Rencontré à Genève, Stéphane Brizé nous en dit plus sur ce film né pendant En guerre et plus précisément des confrontations entre les syndicats, l’Etat et les cadres prônant la fermeture de la société. Il évoque bien sûr sa cinquième collaboration avec Vincent Lindon. "Elle se passe de façon intense, bienveillante et honnête. On s’autorise  à interroger l’instant,  même si cela remet en cause des séquences entières". 

Les trois films évoquant le monde du travail, on parle naturellement d’une trilogie. Validez-vous le terme? 

Je n’y ai pas pensé quand j’ai réalisé La loi du marché. "Aujourd’hui ça fait trilogie, mais en réalité si chaque film est construit sur le précédent, ils sont indépendants les uns des autres.  On peut les voir dans les deux sens avec En guerre au milieu. Et si les  trois montrent les conséquences des destructions d’emplois sur des vies ou des rapports humains, avec le dernier, j’avais envie de sortir de la dialectique réductrice des gentils ouvriers et des méchants cadres pour explorer plus profondément un système implacable et son dysfonctionnement. 

Pourquoi faire de Vincent Lindon un cadre, cette-fois-ci ?

Après deux longs métrages où je m’intéressais aux plus faibles, j’ai voulu retourner la caméra vers ceux qui les fragilisent, en me demandant s’ils se sentent si bien que ça avec les injonctions de leur hiérarchie. Les problèmes et les tourments qu’elles provoquent chez  Philippe Lemesle, prouvent que ce n’est pas le cas. Au contraire. Il ne croit plus à ce qu’il dit. Ces directives ont pour lui de moins en moins de signification. La seule qui a mon avis a une réponse ferme, c’est sa femme, plus courageuse, plus prompte à expliquer ce qui ne va pas et à prendre une décision difficile.   

Ce n’est pourtant pas la première  fois qu’on demande à Philippe de mener un plan social.
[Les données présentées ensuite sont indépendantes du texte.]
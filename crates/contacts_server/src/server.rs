//! # HTTP Server
//!
//! Router assembly, request logging and the listener loop.

use std::time::Instant;

use axum::extract::Request;
use axum::http::HeaderValue;
use axum::middleware::{self, Next};
use axum::response::Response;
use axum::Router;
use contacts_core::db::DbError;
use log::info;
use tokio::net::TcpListener;
use tower_http::cors::{AllowOrigin, Any, CorsLayer};

use crate::config::ServerConfig;
use crate::routes::{contact_routes, health_routes};
use crate::state::AppState;

/// Startup failures; request-level failures never reach this type.
#[derive(Debug, thiserror::Error)]
pub enum ServerError {
    #[error("failed to open database: {0}")]
    Database(#[from] DbError),
    #[error(transparent)]
    Io(#[from] std::io::Error),
}

/// Builds the full application router.
pub fn build_router(state: AppState, config: &ServerConfig) -> Router {
    Router::new()
        .merge(health_routes())
        .merge(contact_routes(state))
        .layer(middleware::from_fn(log_request))
        .layer(cors_layer(&config.cors_origins))
}

/// Permissive when no origins are configured, otherwise an allow-list.
fn cors_layer(origins: &[String]) -> CorsLayer {
    let layer = CorsLayer::new().allow_methods(Any).allow_headers(Any);
    if origins.is_empty() {
        return layer.allow_origin(Any);
    }

    let origins: Vec<HeaderValue> = origins
        .iter()
        .filter_map(|origin| origin.parse().ok())
        .collect();
    layer.allow_origin(AllowOrigin::list(origins))
}

async fn log_request(request: Request, next: Next) -> Response {
    let started_at = Instant::now();
    let method = request.method().clone();
    let path = request.uri().path().to_string();

    let response = next.run(request).await;

    info!(
        "event=http_request module=http method={} path={} status={} duration_ms={}",
        method,
        path,
        response.status().as_u16(),
        started_at.elapsed().as_millis()
    );
    response
}

/// Opens storage and serves requests until Ctrl-C.
pub async fn serve(config: ServerConfig) -> Result<(), ServerError> {
    let state = AppState::open(&config)?;
    let router = build_router(state, &config);

    let listener = bind_listener(&config).await?;
    info!(
        "event=server_start module=http status=ok addr={} database={}",
        listener.local_addr()?,
        config.database
    );

    axum::serve(listener, router)
        .with_graceful_shutdown(shutdown_signal())
        .await?;

    info!("event=server_stop module=http status=ok");
    Ok(())
}

/// Binds `host:port`; hostnames such as `localhost` are resolved.
pub async fn bind_listener(config: &ServerConfig) -> std::io::Result<TcpListener> {
    TcpListener::bind(config.socket_addr()).await
}

async fn shutdown_signal() {
    if let Err(err) = tokio::signal::ctrl_c().await {
        log::error!("event=shutdown_signal module=http status=error error={err}");
    }
}

#[cfg(test)]
mod tests {
    use super::bind_listener;
    use crate::config::ServerConfig;

    #[tokio::test]
    async fn bind_listener_resolves_hostname() {
        let config = ServerConfig {
            host: "localhost".to_string(),
            port: 0,
            ..ServerConfig::in_memory()
        };

        let listener = bind_listener(&config).await.expect("bind localhost");
        let addr = listener.local_addr().expect("local addr");
        assert!(addr.ip().is_loopback());
        assert_ne!(addr.port(), 0);
    }

    #[tokio::test]
    async fn bind_listener_accepts_ip_literal() {
        let config = ServerConfig {
            host: "127.0.0.1".to_string(),
            port: 0,
            ..ServerConfig::in_memory()
        };

        let listener = bind_listener(&config).await.expect("bind 127.0.0.1");
        assert_eq!(
            listener.local_addr().expect("local addr").ip().to_string(),
            "127.0.0.1"
        );
    }
}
C’est vrai. L’ennui, c’est qu’on n’a cessé au fil des années de tirer sur les organismes, avec l’exigence de faire aussi bien sinon mieux avec moins de gens. Et si on avait trouvé des solutions, là, on arrive inévitablement à un point de rupture.

Comme d’habitude votre film est très documenté.

Mon travail c’est d’écrire des histoires. Il y a plein de clichés sur l’entreprise. La réalité est toute autre. Donc je vais interroger des gens qui vivent dans ce milieu, et j’en ai rencontré beaucoup. A partir  de là, je commence la fiction. 

A l'affiche dans les salles de Suisse romande dès mercredi 16 février.